The clinical understanding of the CDKL5 disorder remains limited, with most information being derived from small patient groups seen at individual centres. This study uses a large international data collection to describe the clinical profile of the CDKL5 disorder and compare with Rett syndrome (RTT). Information on individuals with cyclin-dependent kinase-like 5 (CDKL5) mutations (n=86) and females with MECP2 mutations (n=920) was sourced from the InterRett database. Available photographs of CDKL5 patients were examined for dysmorphic features. The proportion of CDKL5 patients meeting the recent Neul criteria for atypical RTT was determined. Logistic regression and time-to-event analyses were used to compare the occurrence of Rett-like features in those with MECP2 and CDKL5 mutations. Most individuals with CDKL5 mutations had severe developmental delay from birth, seizure onset before the age of 3 months and similar non-dysmorphic features. Less than one-quarter met the criteria for early-onset seizure variant RTT. Seizures and sleep disturbances were more common than in those with MECP2 mutations whereas features of regression and spinal curvature were less common. The CDKL5 disorder presents with a distinct clinical profile and a subtle facial, limb and hand phenotype that may assist in differentiation from other early-onset encephalopathies. Although mutations in the CDKL5 gene have been described in association with the early-onset variant of RTT, in our study the majority did not meet these criteria.
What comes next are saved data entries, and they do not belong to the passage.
impl EventStore for ObjectEventStore {
    fn enqueue(&self, envelope: &EventEnvelope, namespace: &str) -> Result<()> {
        let object = EventObject {
            id: envelope.id.clone(),
            namespace: namespace.to_string(),
            event_type: envelope.event_type.clone(),
            payload: envelope.payload.clone(),
            created_at: envelope.created_at.clone(),
            priority: envelope.priority,
            root_event_id: envelope.root_event_id.clone(),
            chain_depth: envelope.chain_depth,
        };
        self.put_json(
            &Self::event_key(namespace, &envelope.id, &envelope.created_at),
            &object,
            Precondition::None,
        )?;
        Ok(())
    }

    fn claim(
        &self,
        namespace: &str,
        handler_id: &str,
        session_id: &str,
        event_types: &[String],
        limit: usize,
        lease_ms: u64,
    ) -> Result<Vec<ClaimedEvent>> {
        if limit == 0 || event_types.is_empty() {
            return Ok(Vec::new());
        }

        let mut candidates = self.load_events(namespace)?;
        candidates.retain(|e| event_types.iter().any(|t| t == &e.event_type));
        candidates.sort_by(|a, b| {
            (-a.priority, &a.created_at, &a.id).cmp(&(-b.priority, &b.created_at, &b.id))
        });

        let now = clock::now();
        let now_iso = clock::to_iso(now);
        let lease_until = now + Duration::milliseconds(lease_ms as i64);
        let lease_until_iso = clock::to_iso(lease_until);

        let mut out = Vec::new();
        for candidate in candidates {
            if out.len() >= limit {
                break;
            }

            let claim_key = Self::claim_key(namespace, &candidate.id, handler_id);
            let existing = self.get_json::<ClaimRecord>(&claim_key)?;

            let mut record = ClaimRecord {
                event_id: candidate.id.clone(),
                handler_id: handler_id.to_string(),
                session_id: session_id.to_string(),
                claimed_at: now_iso.clone(),
                lease_until: lease_until_iso.clone(),
                ack_at: None,
                attempts: 0,
                available_at: now_iso.clone(),
                last_error: None,
                dead_lettered_at: None,
            };

            let outcome = match existing {
                None => self.put_json(&claim_key, &record, Precondition::IfNoneMatch)?,
                Some((claim, etag)) => {
                    if claim.ack_at.is_some() || claim.dead_lettered_at.is_some() {
                        continue;
                    }
                    let lease_old = clock::parse_iso(&claim.lease_until).unwrap_or(now);
                    let avail_old = clock::parse_iso(&claim.available_at).unwrap_or(now);
                    if now < lease_old || now < avail_old {
                        continue;
                    }
                    record.attempts = claim.attempts;
                    record.available_at = claim.available_at.clone();
                    record.last_error = claim.last_error.clone();
                    self.put_json(&claim_key, &record, Precondition::IfMatch(etag))?
                }
            };

            // Lost the race for this claim: skip, another session has it.
            if outcome.is_precondition_failed() {
                continue;
            }

            out.push(ClaimedEvent {
                envelope: candidate.envelope(),
                lease_until,
            });
        }
        Ok(out)
    }

    fn ack(&self, handler_id: &str, event_id: &str, namespace: &str) -> Result<()> {
        let claim_key = Self::claim_key(namespace, event_id, handler_id);
        let Some((mut claim, etag)) = self.get_json::<ClaimRecord>(&claim_key)? else {
            return Ok(());
        };
        claim.ack_at = Some(clock::now_iso());
        let _ = self.put_json(&claim_key, &claim, Precondition::IfMatch(etag))?;
        Ok(())
    }

    fn release(
        &self,
        handler_id: &str,
        event_id: &str,
        namespace: &str,
        error: Option<&str>,
    ) -> Result<()> {
        let claim_key = Self::claim_key(namespace, event_id, handler_id);
        let Some((mut claim, etag)) = self.get_json::<ClaimRecord>(&claim_key)? else {
            return Ok(());
        };

        claim.attempts += 1;
        claim.last_error = Some(error.unwrap_or("handler failure").to_string());
        claim.lease_until = clock::now_iso();

        if claim.attempts >= self.config.event_max_attempts {
            let failed_at = clock::now_iso();
            claim.dead_lettered_at = Some(failed_at.clone());

            // Lineage of the failed event, preserved on the audit trail
            // and the synthetic dead-letter event.
            let source = self.inspect_event(event_id, Some(namespace))?;
            let (root_event_id, chain_depth) = source
                .as_ref()
                .map(|d| (d.envelope.root_event_id.clone(), d.envelope.chain_depth))
                .unwrap_or_else(|| (event_id.to_string(), 0));

            let dead = json!({
                "event_id": event_id,
                "handler_id": handler_id,
                "namespace": namespace,
                "failed_at": failed_at,
                "attempts": claim.attempts,
                "last_error": claim.last_error,
                "event_type": source.as_ref().map(|d| d.envelope.event_type.clone()),
                "root_event_id": root_event_id,
                "chain_depth": chain_depth,
            });
            self.put_json(
                &Self::dead_key(namespace, event_id, handler_id),
                &dead,
                Precondition::None,
            )?;

            tracing::warn!(
                event_id,
                handler_id,
                attempts = claim.attempts,
                "event dead-lettered after exhausting attempts"
            );

            let dead_evt = EventEnvelope {
                id: Uuid::new_v4().to_string(),
                event_type: DEAD_LETTER_EVENT_TYPE.to_string(),
                payload: json!({
                    "event_id": event_id,
                    "handler_id": handler_id,
                    "attempts": claim.attempts,
                    "last_error": claim.last_error,
                }),
                created_at: clock::now_iso(),
                priority: 100,
                root_event_id,
                chain_depth: chain_depth + 1,
            };
            self.enqueue(&dead_evt, namespace)?;
        } else {
            let jitter: u64 = rand::thread_rng().gen_range(0..=100);
            let backoff = backoff_delay_ms(
                claim.attempts,
                self.config.event_backoff_base_ms,
                self.config.event_backoff_max_ms,
            );
            claim.available_at = clock::to_iso(
                clock::now() + Duration::milliseconds((backoff + jitter) as i64),
            );
        }

        let _ = self.put_json(&claim_key, &claim, Precondition::IfMatch(etag))?;
        Ok(())
    }

    fn register_session(
        &self,
        session_id: &str,
        namespace: &str,
        metadata: &Value,
    ) -> Result<()> {
        let now = clock::now_iso();
        let record = SessionSummary {
            session_id: session_id.to_string(),
            namespace: namespace.to_string(),
            started_at: now.clone(),
            last_heartbeat: now,
            is_dead: false,
            metadata: metadata.clone(),
        };
        self.put_json(
            &Self::session_key(namespace, session_id),
            &record,
            Precondition::None,
        )?;
        Ok(())
    }

    fn heartbeat(&self, session_id: &str, namespace: &str) -> Result<()> {
        let key = Self::session_key(namespace, session_id);
        let Some((mut record, etag)) = self.get_json::<SessionSummary>(&key)? else {
            return self.register_session(session_id, namespace, &Value::Null);
        };
        record.last_heartbeat = clock::now_iso();
        let _ = self.put_json(&key, &record, Precondition::IfMatch(etag))?;
        Ok(())
    }

    fn list_namespaces(&self, _session_ttl_ms: u64) -> Result<Vec<NamespaceSummary>> {
        let mut namespaces = std::collections::BTreeSet::new();
        for prefix in ["events/", "sessions/"] {
            for key in self.store.list(prefix)? {
                if let Some(ns) = key
                    .strip_prefix(prefix)
                    .and_then(|rest| rest.split('/').next())
                {
                    if !ns.is_empty() {
                        namespaces.insert(ns.to_string());
                    }
                }
            }
        }

        let mut out = Vec::new();
        for namespace in namespaces {
            let pending = self.store.list(&format!("events/{namespace}/"))?.len();
            let dead = self
                .store
                .list(&format!("dead_letters/{namespace}/"))?
                .len();
            let sessions = self.store.list(&format!("sessions/{namespace}/"))?.len();
            out.push(NamespaceSummary {
                namespace,
                sessions,
                pending_events: pending,
                dead_letters: dead,
            });
        }
        Ok(out)
    }

    fn list_sessions(
        &self,
        namespace: &str,
        session_ttl_ms: u64,
    ) -> Result<Vec<SessionSummary>> {
        let now = clock::now();
        let mut out = Vec::new();
        for key in self.store.list(&format!("sessions/{namespace}/"))? {
            if let Some((mut record, _)) = self.get_json::<SessionSummary>(&key)? {
                record.is_dead = clock::parse_iso(&record.last_heartbeat)
                    .map(|hb| now - hb > Duration::milliseconds(session_ttl_ms as i64))
                    .unwrap_or(true);
                out.push(record);
            }
        }
        out.sort_by(|a, b| b.last_heartbeat.cmp(&a.last_heartbeat));
        Ok(out)
    }

    fn list_events(&self, namespace: &str, limit: usize) -> Result<Vec<EventSummary>> {
        let now = clock::now();
        let mut out = Vec::new();
        for event in self.load_events(namespace)? {
            let claims = self.load_claims(namespace, &event.id)?;
            let mut status = "pending";
            let mut handler: Option<String> = None;
            for claim in &claims {
                handler = Some(claim.handler_id.clone());
                if claim.dead_lettered_at.is_some() {
                    status = "dead_lettered";
                    break;
                }
                if claim.ack_at.is_some() {
                    status = "acked";
                } else if status == "pending" {
                    let lease_until =
                        clock::parse_iso(&claim.lease_until).unwrap_or(now);
                    if lease_until > now {
                        status = "claimed";
                    }
                }
            }
            out.push(EventSummary {
                id: event.id.clone(),
                event_type: event.event_type.clone(),
                created_at: event.created_at.clone(),
                priority: event.priority,
                status: status.to_string(),
                handler,
                payload: event.payload.clone(),
            });
        }
        out.sort_by(|a, b| {
            (-a.priority, &a.created_at, &a.id).cmp(&(-b.priority, &b.created_at, &b.id))
        });
        out.truncate(limit);
        Ok(out)
    }

    fn list_dead_letters(&self, namespace: &str, limit: usize) -> Result<Vec<DeadLetterRecord>> {
        let mut out = Vec::new();
        for key in self.store.list(&format!("dead_letters/{namespace}/"))? {
            if let Some((value, _)) = self.get_json::<Value>(&key)? {
                out.push(DeadLetterRecord {
                    event_id: value
                        .get("event_id")
                        .and_then(Value::as_str)
                        .unwrap_or_default()
                        .to_string(),
                    event_type: value
                        .get("event_type")
                        .and_then(Value::as_str)
                        .unwrap_or_default()
                        .to_string(),
                    handler_id: value
                        .get("handler_id")
                        .and_then(Value::as_str)
                        .unwrap_or_default()
                        .to_string(),
                    attempts: value.get("attempts").and_then(Value::as_u64).unwrap_or(0)
                        as u32,
                    last_error: value
                        .get("last_error")
                        .and_then(Value::as_str)
                        .unwrap_or_default()
                        .to_string(),
                    failed_at: value
                        .get("failed_at")
                        .and_then(Value::as_str)
                        .unwrap_or_default()
                        .to_string(),
                });
            }
        }
        out.sort_by(|a, b| b.failed_at.cmp(&a.failed_at));
        out.truncate(limit);
        Ok(out)
    }

    fn cleanup_events(&self, namespace: &str, before: DateTime<Utc>) -> Result<usize> {
        let cutoff = clock::to_iso(before);
        let mut deleted = 0;
        for key in self.store.list(&format!("events/{namespace}/"))? {
            let Some((event, _)) = self.get_json::<EventObject>(&key)? else {
                continue;
            };
            if event.created_at < cutoff {
                self.store.delete(&key, None)?;
                deleted += 1;
                for claim_key in self
                    .store
                    .list(&format!("claims/{namespace}/{}/", event.id))?
                {
                    self.store.delete(&claim_key, None)?;
                }
            }
        }
        Ok(deleted)
    }

    fn replay_event(&self, namespace: &str, event_id: &str) -> Result<String> {
        let Some(detail) = self.inspect_event(event_id, Some(namespace))? else {
            return Err(TrellisError::storage(
                "replay_event",
                format!("event '{event_id}' not found"),
            ));
        };
        let copy = detail.envelope.as_root_copy();
        self.enqueue(&copy, namespace)?;
        Ok(copy.id)
    }

    fn inspect_event(
        &self,
        event_id: &str,
        namespace: Option<&str>,
    ) -> Result<Option<EventDetail>> {
        let prefix = match namespace {
            Some(ns) => format!("events/{ns}/"),
            None => "events/".to_string(),
        };
        for key in self.store.list(&prefix)? {
            let Some((event, _)) = self.get_json::<EventObject>(&key)? else {
                continue;
            };
            if event.id != event_id {
                continue;
            }
            let claims = self.load_claims(&event.namespace, event_id)?;
            return Ok(Some(EventDetail {
                envelope: event.envelope(),
                namespace: event.namespace,
                claims,
            }));
        }
        Ok(None)
    }
}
Therefore, the CDKL5 disorder should be considered separate to RTT, rather than another variant.

Figures

Figure 1

Examples of identified facial, hand and feet features in males and females with the CDKL5 disorder (n=67). (a) Female aged 1 year and 10 months: high/prominent forehead, deep-set eyes, prominent lips, well-defined philtrum, proximal puffy phalanges and tapered fingers. (b) Female aged 2 years: high/prominent forehead, deep-set eyes, prominent lips, well-defined philtrum, tapered fingers, slightly broad hallux, hallux valgus and ‘regular' toes. (c) Female aged 4 years: deep-set eyes, a well-defined philtrum, laterally orientated nasal apertures, prominent lips, slightly tapered fingers, small distal phalanges and a broad hallux. (d) Female aged 3 years and 2 months: prominent forehead, mild synophrys, deep-set eyes, prominent lips, puffy proximal phalanges, tapered fingers, slightly broad hallux and ‘regular' other toes. (e) Female aged 7 years and 11 months: high/prominent forehead, deep-set eyes, everted lower lip, puffy proximal phalanges, prominent proximal IP joints and tapered fingers. (f) Female aged 14 years: broad forehead, deep-set eyes, epicanthic folds, well-defined philtrum, prominent lips, tapered fingers and prominent proximal IP joints. (g) Female aged 24 years and 2 months: high forehead, deep-set eyes, well-defined philtrum and prominent lips. (h) Male aged 4 years 4 months: high/prominent forehead, well-defined philtrum, prominent lips, tapered fingers and ‘regular' toes.

Figure 2

Kaplan–Meier survival curve for the risk of developing seizures by single year of age.

Figure 3

Kaplan–Meier survival curve of the risk of developing hand stereotypies by single year of age.

Figure 4

Kaplan–Meier survival curve for the risk of developing a spinal curvature by single year of age.